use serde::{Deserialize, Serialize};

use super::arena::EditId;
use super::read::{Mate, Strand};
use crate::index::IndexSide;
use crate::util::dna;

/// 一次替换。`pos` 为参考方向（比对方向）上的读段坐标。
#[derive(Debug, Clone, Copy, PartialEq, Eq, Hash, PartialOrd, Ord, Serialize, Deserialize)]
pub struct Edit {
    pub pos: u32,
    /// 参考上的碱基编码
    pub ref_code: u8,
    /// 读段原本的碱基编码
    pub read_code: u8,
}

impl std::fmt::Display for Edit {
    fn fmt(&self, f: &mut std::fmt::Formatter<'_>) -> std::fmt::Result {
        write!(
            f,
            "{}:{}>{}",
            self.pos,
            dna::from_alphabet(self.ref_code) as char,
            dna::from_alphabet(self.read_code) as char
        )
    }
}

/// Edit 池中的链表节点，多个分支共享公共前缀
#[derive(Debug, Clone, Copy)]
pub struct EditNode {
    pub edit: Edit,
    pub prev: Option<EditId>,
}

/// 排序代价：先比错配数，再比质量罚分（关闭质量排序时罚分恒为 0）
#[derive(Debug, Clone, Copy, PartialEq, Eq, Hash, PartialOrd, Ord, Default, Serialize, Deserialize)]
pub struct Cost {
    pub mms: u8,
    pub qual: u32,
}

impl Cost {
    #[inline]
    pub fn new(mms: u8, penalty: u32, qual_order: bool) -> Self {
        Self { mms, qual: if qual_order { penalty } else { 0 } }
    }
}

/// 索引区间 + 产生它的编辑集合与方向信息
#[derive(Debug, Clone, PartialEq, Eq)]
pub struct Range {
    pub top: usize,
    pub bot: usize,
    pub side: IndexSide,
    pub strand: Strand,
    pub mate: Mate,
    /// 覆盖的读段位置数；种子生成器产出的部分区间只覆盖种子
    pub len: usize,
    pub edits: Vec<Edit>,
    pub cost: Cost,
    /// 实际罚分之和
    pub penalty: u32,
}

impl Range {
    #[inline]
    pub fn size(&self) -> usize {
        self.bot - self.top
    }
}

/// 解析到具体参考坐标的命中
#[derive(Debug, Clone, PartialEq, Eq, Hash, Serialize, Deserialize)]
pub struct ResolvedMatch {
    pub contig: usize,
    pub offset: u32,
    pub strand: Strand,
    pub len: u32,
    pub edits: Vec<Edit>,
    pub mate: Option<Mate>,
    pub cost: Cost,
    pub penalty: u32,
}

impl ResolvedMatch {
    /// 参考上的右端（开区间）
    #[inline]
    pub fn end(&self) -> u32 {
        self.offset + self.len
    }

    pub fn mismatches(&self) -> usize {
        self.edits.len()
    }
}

######

Lines holding the word "usize" in the entries above are the ones to pull out. Copy them all.

    pub top: usize,
    pub bot: usize,
    pub len: usize,
    pub fn size(&self) -> usize {
    pub contig: usize,
    pub fn mismatches(&self) -> usize {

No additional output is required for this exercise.